PIDs also facilitate collaboration in scientific computing. They allow researchers to easily attribute, share and cite software, facilitating effective communication and enabling others to build upon existing work. In addition, PIDs enable the tracking of software usage and impact within the scientific community, offering insights into the adoption and influence of specific software tools.
PIDs enjoy the above advantages primarily because there usually exists a service provider of some kind that has responsibility for generating and assigning PIDs when requested and maintaining their integrity over time. In some cases, this service is made available for free and in other cases, it may come at a cost. Your home institution may pay membership fees to make such a service available to all employees.
The Digital Object Identifier (DOI) standard is an example of a PID system used primarily to identify scholarly publications, such as journal articles, conference papers, reports, or book chapters. Other standards include the Handle System standard, the Archival Resource Key (ARK) standard and the Persistent Uniform Resource Locator (PURL) standard.
There are several ways, outined below, to obtain Persistent Identifiers (PIDs) for scientific software.

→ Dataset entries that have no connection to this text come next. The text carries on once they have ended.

//! Conversion of dynamic values into declared field types
//!
//! The `to_*` functions are strict: anything that cannot be converted
//! without loss is a [`CastError`]. [`settle`] applies the engine's cast
//! policy on top, replacing failures with the zero value in lenient mode.

use std::fmt;

use serde::{Deserialize, Serialize};
use thiserror::Error;

use crate::value::Value;

/// Scalar kinds a value can be coerced into
#[derive(Debug, Clone, Copy, PartialEq, Eq, Serialize, Deserialize)]
#[serde(rename_all = "lowercase")]
pub enum ScalarKind {
    Bool,
    Int,
    Uint,
    Float,
    #[serde(alias = "text")]
    String,
    /// Assigned as-is
    Any,
}

impl fmt::Display for ScalarKind {
    fn fmt(&self, f: &mut fmt::Formatter<'_>) -> fmt::Result {
        let name = match self {
            ScalarKind::Bool => "bool",
            ScalarKind::Int => "int",
            ScalarKind::Uint => "uint",
            ScalarKind::Float => "float",
            ScalarKind::String => "string",
            ScalarKind::Any => "any",
        };
        f.write_str(name)
    }
}

#[derive(Debug, Clone, PartialEq, Eq, Error)]
#[error("unable to cast {value} of type {source_type} to {target}")]
pub struct CastError {
    pub value: String,
    pub source_type: &'static str,
    pub target: String,
}

impl CastError {
    pub fn new(value: &Value<'_>, target: impl fmt::Display) -> Self {
        Self {
            value: value.describe(),
            source_type: value.type_name(),
            target: target.to_string(),
        }
    }
}

/// Apply the cast policy: strict keeps the error, lenient yields the zero value
pub fn settle<T: Default>(result: Result<T, CastError>, strict: bool) -> Result<T, CastError> {
    match result {
        Ok(v) => Ok(v),
        Err(e) if strict => Err(e),
        Err(e) => {
            tracing::debug!(error = %e, "lenient cast, using zero value");
            Ok(T::default())
        }
    }
}

pub fn to_bool(value: &Value<'_>) -> Result<bool, CastError> {
    match value {
        Value::Bool(b) => Ok(*b),
        Value::Int(i) => Ok(*i != 0),
        Value::Float(f) => Ok(*f != 0.0),
        Value::Text(s) => match s.trim().to_ascii_lowercase().as_str() {
            "true" | "t" | "1" => Ok(true),
            "false" | "f" | "0" => Ok(false),
            _ => Err(CastError::new(value, ScalarKind::Bool)),
        },
        _ => Err(CastError::new(value, ScalarKind::Bool)),
    }
}

pub fn to_i64(value: &Value<'_>) -> Result<i64, CastError> {
    let fail = || CastError::new(value, ScalarKind::Int);
    match value {
        Value::Bool(b) => Ok(*b as i64),
        Value::Int(i) => Ok(*i),
        Value::Float(f) => whole(*f, i64::MIN as f64, i64::MAX as f64)
            .map(|f| f as i64)
            .ok_or_else(fail),
        Value::Text(s) => {
            let s = s.trim();
            s.parse::<i64>()
                .ok()
                .or_else(|| {
                    let f = s.parse::<f64>().ok()?;
                    whole(f, i64::MIN as f64, i64::MAX as f64).map(|f| f as i64)
                })
                .ok_or_else(fail)
        }
        _ => Err(fail()),
    }
}

pub fn to_u64(value: &Value<'_>) -> Result<u64, CastError> {
    let fail = || CastError::new(value, ScalarKind::Uint);
    match value {
        Value::Bool(b) => Ok(*b as u64),
        Value::Int(i) => u64::try_from(*i).map_err(|_| fail()),
        Value::Float(f) => whole(*f, 0.0, u64::MAX as f64)
            .map(|f| f as u64)
            .ok_or_else(fail),
        Value::Text(s) => {
            let s = s.trim();
            s.parse::<u64>()
                .ok()
                .or_else(|| {
                    let f = s.parse::<f64>().ok()?;
                    whole(f, 0.0, u64::MAX as f64).map(|f| f as u64)
                })
                .ok_or_else(fail)
        }
        _ => Err(fail()),
    }
}

pub fn to_f64(value: &Value<'_>) -> Result<f64, CastError> {
    match value {
        Value::Bool(b) => Ok(if *b { 1.0 } else { 0.0 }),
        Value::Int(i) => Ok(*i as f64),
        Value::Float(f) => Ok(*f),
        Value::Text(s) => s
            .trim()
            .parse::<f64>()
            .map_err(|_| CastError::new(value, ScalarKind::Float)),
        _ => Err(CastError::new(value, ScalarKind::Float)),
    }
}

pub fn to_text(value: &Value<'_>) -> Result<String, CastError> {
    match value {
        Value::Bool(b) => Ok(b.to_string()),
        Value::Int(i) => Ok(i.to_string()),
        Value::Float(f) => Ok(f.to_string()),
        Value::Text(s) => Ok(s.clone()),
        _ => Err(CastError::new(value, ScalarKind::String)),
    }
}

/// Opaque conversion, never fails
pub fn to_json(value: &Value<'_>) -> serde_json::Value {
    match value {
        Value::Bool(b) => serde_json::Value::Bool(*b),
        Value::Int(i) => serde_json::Value::from(*i),
        Value::Float(f) => serde_json::Number::from_f64(*f)
            .map(serde_json::Value::Number)
            .unwrap_or(serde_json::Value::Null),
        Value::Text(s) => serde_json::Value::String(s.clone()),
        Value::TextList(list) => serde_json::Value::from(list.clone()),
        Value::Nodes(nodes) => nodes
            .each()
            .map(|node| serde_json::Value::String(node.outer_html()))
            .collect(),
    }
}

/// Coerce into a scalar kind, rendered as JSON
pub fn to_kind(value: &Value<'_>, kind: ScalarKind) -> Result<serde_json::Value, CastError> {
    Ok(match kind {
        ScalarKind::Bool => serde_json::Value::Bool(to_bool(value)?),
        ScalarKind::Int => serde_json::Value::from(to_i64(value)?),
        ScalarKind::Uint => serde_json::Value::from(to_u64(value)?),
        ScalarKind::Float => serde_json::Number::from_f64(to_f64(value)?)
            .map(serde_json::Value::Number)
            .ok_or_else(|| CastError::new(value, ScalarKind::Float))?,
        ScalarKind::String => serde_json::Value::String(to_text(value)?),
        ScalarKind::Any => to_json(value),
    })
}

/// Zero value of a scalar kind, rendered as JSON
pub fn zero_json(kind: ScalarKind) -> serde_json::Value {
    match kind {
        ScalarKind::Bool => serde_json::Value::Bool(false),
        ScalarKind::Int | ScalarKind::Uint => serde_json::Value::from(0),
        ScalarKind::Float => serde_json::Value::from(0.0),
        ScalarKind::String => serde_json::Value::String(String::new()),
        ScalarKind::Any => serde_json::Value::Null,
    }
}

/// Elements of a text list, each coerced with `convert`
pub fn to_list<T>(
    value: &Value<'_>,
    target: &str,
    convert: impl Fn(&Value<'_>) -> Result<T, CastError>,
) -> Result<Vec<T>, CastError> {
    match value {
        Value::TextList(list) => list
            .iter()
            .map(|item| convert(&Value::Text(item.clone())))
            .collect::<Result<Vec<_>, _>>()
            .map_err(|_| CastError::new(value, format!("[{}]", target))),
        _ => Err(CastError::new(value, format!("[{}]", target))),
    }
}

fn whole(f: f64, min: f64, max: f64) -> Option<f64> {
    (f.is_finite() && f.fract() == 0.0 && f >= min && f < max).then_some(f)
}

Resource information | Details |
---|---|
Resource | GitHub Integration with Zenodo |
Website | https://guides.github.com/activities/citable-code/ |
Focus | Archiving and Persistent Identifiers for Code |
GitHub Integration with Zenodo: GitHub, a widely used platform for hosting and collaborating on code repositories, offers an integration with Zenodo, a popular research data repository and PID service provider. This integration allows developers to easily obtain PIDs for their software code repositories. When a developer wants to archive and assign a PID to their GitHub repository, they can initiate the integration with Zenodo. Zenodo creates a snapshot of the repository at a specific version and generates a DOI for that snapshot. The DOI serves as a persistent identifier for the code, ensuring its long-term accessibility and traceability. Zenodo also provides archiving of other digital research objects such as datasets, posters, presentations, and publications.

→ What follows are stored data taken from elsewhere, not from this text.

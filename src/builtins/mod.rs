//! Built-in transformation functions
//!
//! Registered under lowercase names on every new engine. A caller may
//! replace any of them with [`crate::Engine::register_function`].

mod functions;
mod selections;

pub use functions::*;
pub use selections::*;

use crate::error::FunctionError;
use crate::registry::FunctionRegistry;

pub(crate) fn register_all(registry: &FunctionRegistry) {
    // text and html
    registry.register("text", text);
    registry.register("textEmpty", text_empty);
    registry.register("textConcat", text_concat);
    registry.register("textSplit", text_split);
    registry.register("html", html);
    registry.register("outerHtml", outer_html);
    registry.register("size", size);
    registry.register("value", value);

    // attributes
    registry.register("attr", attr);
    registry.register("attrEmpty", attr_empty);
    registry.register("attrConcat", attr_concat);
    registry.register("attrSplit", attr_split);
    registry.register("absHref", abs_href);

    // per element
    registry.register("eachText", each_text);
    registry.register("eachTextEmpty", each_text_empty);
    registry.register("eachTextJoin", each_text_join);
    registry.register("eachAttr", each_attr);
    registry.register("eachAttrEmpty", each_attr_empty);
    registry.register("eachHtml", each_html);
    registry.register("eachOutHtml", each_out_html);

    // by index
    registry.register("eqAndAttr", eq_and_attr);
    registry.register("eqAndHtml", eq_and_html);
    registry.register("eqAndOutHtml", eq_and_out_html);
    registry.register("eqAndText", eq_and_text);

    // node subsets
    registry.register("child", child);
    registry.register("eq", eq);
    registry.register("first", first);
    registry.register("last", last);
    registry.register("next", next);
    registry.register("prev", prev);
    registry.register("parent", parent);
    registry.register("parents", parents);
    registry.register("parentsUntil", parents_until);
    registry.register("siblings", siblings);
}

fn required<'s>(
    args: &'s [String],
    index: usize,
    function: &'static str,
    expected: &'static str,
) -> Result<&'s str, FunctionError> {
    args.get(index)
        .map(String::as_str)
        .ok_or(FunctionError::MissingArgument { function, expected })
}

fn optional<'s>(args: &'s [String], index: usize) -> Option<&'s str> {
    args.get(index).map(String::as_str)
}

fn index_arg(args: &[String], function: &'static str) -> Result<isize, FunctionError> {
    let raw = required(args, 0, function, "an index")?.trim();
    raw.parse::<isize>().map_err(|e| FunctionError::InvalidArgument {
        function,
        message: format!("index=`{}` is not a number: {}", raw, e),
    })
}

Resource information | Details |
---|---|
Resource | FigShare |
Website | https://figshare.com/ |
Focus | General-purpose data repository with focus on research data and software code |
Figshare: Figshare is a reputable data repository that provides researchers with a platform to share and publish their research outputs, including code. While Figshare does not have a direct integration with GitHub like Zenodo, it still offers the capability to assign PIDs to code. To obtain a PID for code on Figshare, developers can deposit their code as a zip or tarball file along with any associated documentation or metadata. Figshare then assigns a DOI to the deposited package, which can be used to reference and cite the code in publications. Figshare also provides features for versioning, licensing, and tracking usage statistics, allowing researchers to manage and share their code effectively.
Resource information | Details |
---|---|
Resource | Software Heritage |
Website | https://www.softwareheritage.org/ |
Focus | Archiving and Persistent Identifiers for Software Code |
Software Heritage: Software Heritage is an initiative that aims to preserve all software source code in a publicly accessible archive. It provides a PID for each software artifact and offers multiple ways to access and use the archived code. The archive is updated daily, and the source code is archived in its original form with its dependencies.

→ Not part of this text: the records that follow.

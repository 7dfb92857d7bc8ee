//! Record types and their field bindings
//!
//! A record lists its fields once, each with the tag expression that fills
//! it and an accessor into the struct:
//!
//! ```ignore
//! #[derive(Debug, Default)]
//! struct Page {
//!     title: String,
//!     links: Vec<String>,
//! }
//!
//! impl Dispatch for Page {}
//!
//! impl Record for Page {
//!     fn fields() -> Vec<Field<Self>> {
//!         vec![
//!             Field::tagged("title", "title", |p: &mut Self| &mut p.title),
//!             Field::tagged("links", "a->eachAttr(href)", |p: &mut Self| &mut p.links),
//!         ]
//!     }
//! }
//! ```

use std::marker::PhantomData;

use crate::coerce::{self, settle, CastError};
use crate::config::DEFAULT_TAG_KEY;
use crate::error::{Error, Result};
use crate::mapper::Engine;
use crate::registry::{Dispatch, Scope};
use crate::selection::Selection;
use crate::tag::Expression;
use crate::value::Value;

/// A structured type the engine can populate
pub trait Record: Dispatch + Default + 'static {
    /// Field bindings in declaration order
    fn fields() -> Vec<Field<Self>>;
}

/// One field of a record: its name, tag expressions and accessor
pub struct Field<R> {
    name: &'static str,
    tags: Vec<(&'static str, &'static str)>,
    binding: Box<dyn Binding<R> + Send + Sync>,
}

impl<R: Record> Field<R> {
    /// Untagged field; add expressions with [`Field::tag`]
    pub fn new<T, A>(name: &'static str, access: A) -> Self
    where
        T: Target + 'static,
        A: Fn(&mut R) -> &mut T + Send + Sync + 'static,
    {
        Self {
            name,
            tags: Vec::new(),
            binding: Box::new(Bound {
                access,
                _target: PhantomData,
            }),
        }
    }

    /// Field tagged under the default tag key
    pub fn tagged<T, A>(name: &'static str, expression: &'static str, access: A) -> Self
    where
        T: Target + 'static,
        A: Fn(&mut R) -> &mut T + Send + Sync + 'static,
    {
        Self::new(name, access).tag(DEFAULT_TAG_KEY, expression)
    }

    /// Attach an expression under `key`, replacing an earlier one
    pub fn tag(mut self, key: &'static str, expression: &'static str) -> Self {
        self.tags.retain(|(k, _)| *k != key);
        self.tags.push((key, expression));
        self
    }

    pub fn name(&self) -> &'static str {
        self.name
    }

    /// Raw expression stored under `key`
    pub fn expression(&self, key: &str) -> Option<&'static str> {
        self.tags
            .iter()
            .find(|(k, _)| *k == key)
            .map(|(_, expression)| *expression)
    }

    pub(crate) fn apply(
        &self,
        engine: &Engine,
        record: &mut R,
        parent: Option<&Scope<'_>>,
        expression: &Expression,
        node: &Selection<'_>,
    ) -> Result<()> {
        self.binding.apply(engine, record, parent, expression, node)
    }
}

trait Binding<R> {
    fn apply(
        &self,
        engine: &Engine,
        record: &mut R,
        parent: Option<&Scope<'_>>,
        expression: &Expression,
        node: &Selection<'_>,
    ) -> Result<()>;
}

struct Bound<A, T> {
    access: A,
    _target: PhantomData<fn() -> T>,
}

impl<R, T, A> Binding<R> for Bound<A, T>
where
    R: Record,
    T: Target,
    A: Fn(&mut R) -> &mut T,
{
    fn apply(
        &self,
        engine: &Engine,
        record: &mut R,
        parent: Option<&Scope<'_>>,
        expression: &Expression,
        node: &Selection<'_>,
    ) -> Result<()> {
        // The value is built while the record is only shared, so its methods
        // and those of its ancestors stay callable, then stored in one go.
        let value = {
            let current: &dyn Dispatch = &*record;
            let scope = match parent {
                Some(parent) => parent.child(current),
                None => Scope::root(current),
            };
            engine.produce::<T>(&scope, expression, node)?
        };
        *(self.access)(record) = value;
        Ok(())
    }
}

/// A type a field can have
pub trait Target: Sized {
    /// Convert a value returned by the field's function
    fn coerce(value: &Value<'_>, strict: bool) -> std::result::Result<Self, CastError>;

    /// Build the value from nodes when no function produced a leaf value
    fn from_nodes(engine: &Engine, scope: &Scope<'_>, node: &Selection<'_>) -> Result<Self>;

    /// Build the value from the field's function, called on `node`
    ///
    /// A node subset returned by the function redirects the mapping to it.
    fn from_call(
        engine: &Engine,
        scope: &Scope<'_>,
        expression: &Expression,
        node: &Selection<'_>,
    ) -> Result<Self> {
        match engine.call(scope, expression, node)? {
            Value::Nodes(sub) => Self::from_nodes(engine, scope, &sub),
            value => Ok(Self::coerce(&value, engine.config().strict_cast)?),
        }
    }

    /// Leaf values, as opposed to records and collections
    fn is_scalar() -> bool {
        false
    }

    fn label() -> String {
        std::any::type_name::<Self>().to_string()
    }
}

fn node_text<'a>(node: &Selection<'a>) -> Value<'a> {
    Value::Text(node.text().trim().to_string())
}

macro_rules! scalar_target {
    ($($ty:ty => $convert:expr),* $(,)?) => {
        $(
            impl Target for $ty {
                fn coerce(value: &Value<'_>, strict: bool) -> std::result::Result<Self, CastError> {
                    let convert: fn(&Value<'_>) -> std::result::Result<$ty, CastError> = $convert;
                    settle(convert(value), strict)
                }

                fn from_nodes(engine: &Engine, _scope: &Scope<'_>, node: &Selection<'_>) -> Result<Self> {
                    Ok(Self::coerce(&node_text(node), engine.config().strict_cast)?)
                }

                fn is_scalar() -> bool {
                    true
                }

                fn label() -> String {
                    stringify!($ty).to_string()
                }
            }
        )*
    };
}

macro_rules! narrowed {
    ($wide:path, $ty:ty) => {
        |value: &Value<'_>| {
            $wide(value).and_then(|wide| {
                <$ty>::try_from(wide).map_err(|_| CastError::new(value, stringify!($ty)))
            })
        }
    };
}

scalar_target!(
    bool => coerce::to_bool,
    i8 => narrowed!(coerce::to_i64, i8),
    i16 => narrowed!(coerce::to_i64, i16),
    i32 => narrowed!(coerce::to_i64, i32),
    i64 => coerce::to_i64,
    isize => narrowed!(coerce::to_i64, isize),
    u8 => narrowed!(coerce::to_u64, u8),
    u16 => narrowed!(coerce::to_u64, u16),
    u32 => narrowed!(coerce::to_u64, u32),
    u64 => coerce::to_u64,
    usize => narrowed!(coerce::to_u64, usize),
    f32 => |value: &Value<'_>| {
        coerce::to_f64(value).and_then(|wide| {
            let narrow = wide as f32;
            if wide.is_finite() && !narrow.is_finite() {
                return Err(CastError::new(value, "f32"));
            }
            Ok(narrow)
        })
    },
    f64 => coerce::to_f64,
    String => coerce::to_text,
);

impl Target for serde_json::Value {
    fn coerce(value: &Value<'_>, _strict: bool) -> std::result::Result<Self, CastError> {
        Ok(coerce::to_json(value))
    }

    fn from_nodes(_engine: &Engine, _scope: &Scope<'_>, node: &Selection<'_>) -> Result<Self> {
        Ok(coerce::to_json(&node_text(node)))
    }

    fn is_scalar() -> bool {
        true
    }

    fn label() -> String {
        "any".to_string()
    }
}

impl<R: Record> Target for R {
    fn coerce(value: &Value<'_>, strict: bool) -> std::result::Result<Self, CastError> {
        settle(Err(CastError::new(value, Self::label())), strict)
    }

    fn from_nodes(engine: &Engine, scope: &Scope<'_>, node: &Selection<'_>) -> Result<Self> {
        engine.nested(scope, node)
    }
}

/// Pointer to a record: a fresh instance per mapping
impl<R: Record> Target for Option<Box<R>> {
    fn coerce(value: &Value<'_>, strict: bool) -> std::result::Result<Self, CastError> {
        settle(Err(CastError::new(value, Self::label())), strict)
    }

    fn from_nodes(engine: &Engine, scope: &Scope<'_>, node: &Selection<'_>) -> Result<Self> {
        engine.nested::<R>(scope, node).map(|record| Some(Box::new(record)))
    }
}

impl<T: Target> Target for Vec<T> {
    fn coerce(value: &Value<'_>, strict: bool) -> std::result::Result<Self, CastError> {
        settle(coerce::to_list(value, &T::label(), |item| T::coerce(item, true)), strict)
    }

    /// One element per node, in document order
    fn from_nodes(engine: &Engine, scope: &Scope<'_>, node: &Selection<'_>) -> Result<Self> {
        node.each()
            .map(|item| T::from_nodes(engine, scope, &item))
            .collect()
    }

    /// Scalar items run the function once per node, so an empty set makes
    /// no call. A list coming back from a single node means the function
    /// maps whole sets, like `eachAttr`, so it is called once on all of
    /// `node` instead.
    fn from_call(
        engine: &Engine,
        scope: &Scope<'_>,
        expression: &Expression,
        node: &Selection<'_>,
    ) -> Result<Self> {
        let strict = engine.config().strict_cast;
        if !T::is_scalar() {
            return match engine.call(scope, expression, node)? {
                Value::Nodes(sub) => Self::from_nodes(engine, scope, &sub),
                value => Ok(Self::coerce(&value, strict)?),
            };
        }

        let mut items = Vec::with_capacity(node.len());
        for item in node.each() {
            match engine.call(scope, expression, &item) {
                Ok(Value::Nodes(sub)) => items.push(T::from_nodes(engine, scope, &sub)?),
                Ok(value) if !value.is_list() => items.push(T::coerce(&value, strict)?),
                Ok(_) => return list_from_whole_set(engine, scope, expression, node, None),
                Err(e) => return list_from_whole_set(engine, scope, expression, node, Some(e)),
            }
        }
        Ok(items)
    }

    fn label() -> String {
        format!("[{}]", T::label())
    }
}

/// One call on every node at once; `item_error` is the failure of a
/// per-node call, reported unless the set yields a list or nodes
fn list_from_whole_set<T: Target>(
    engine: &Engine,
    scope: &Scope<'_>,
    expression: &Expression,
    node: &Selection<'_>,
    item_error: Option<Error>,
) -> Result<Vec<T>> {
    let strict = engine.config().strict_cast;
    match engine.call(scope, expression, node) {
        Ok(Value::Nodes(sub)) => Vec::<T>::from_nodes(engine, scope, &sub),
        Ok(value) if value.is_list() => Ok(Vec::<T>::coerce(&value, strict)?),
        Ok(value) => match item_error {
            Some(e) => Err(e),
            None => Ok(Vec::<T>::coerce(&value, strict)?),
        },
        Err(e) => Err(item_error.unwrap_or(e)),
    }
}

#[cfg(test)]
mod tests {
    use super::*;

    fn text(s: &str) -> Value<'static> {
        Value::Text(s.to_string())
    }

    #[test]
    fn test_f32_overflow_is_a_cast_error() {
        let err = <f32 as Target>::coerce(&text("1e300"), true).unwrap_err();
        assert_eq!(err.target, "f32");
        assert_eq!(<f32 as Target>::coerce(&text("1e300"), false), Ok(0.0));
        assert_eq!(<f32 as Target>::coerce(&text("1.5"), true), Ok(1.5));
        assert!(<f32 as Target>::coerce(&text("inf"), true).unwrap().is_infinite());
    }

    #[test]
    fn test_narrowed_integers() {
        assert_eq!(<u8 as Target>::coerce(&text("255"), true), Ok(255));
        assert_eq!(<u8 as Target>::coerce(&text("256"), true).unwrap_err().target, "u8");
        assert_eq!(<i8 as Target>::coerce(&text("-129"), false), Ok(0));
    }

    #[test]
    fn test_labels() {
        assert_eq!(<Vec<u16> as Target>::label(), "[u16]");
        assert!(<String as Target>::is_scalar());
        assert!(!<Vec<String> as Target>::is_scalar());
    }
}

Resource information | Details |
---|---|
Resource | DOECode |
Website | https://www.osti.gov/doecode/ |
Focus | Repository for software developed through DOE-funded projects |
DOECode: DOECode is a repository specifically designed for software developed through DOE-funded projects. It provides persistent identifiers in the form of DOIs and supports versioning of code. DOECode requires a login, but access is free and available to anyone.
In conclusion, Persisent Identifiers help ensure that digital objects of any kind remain available and accessible for the long term. The methods described here are just a few examples of how to archive snapshots of code and create PIDs. Each has advantages and limitations. With any of these methods, researchers can obtain PIDs for their scientific software, enhancing its traceability, reproducibility, collaborative potential, and overall impact within the scientific community.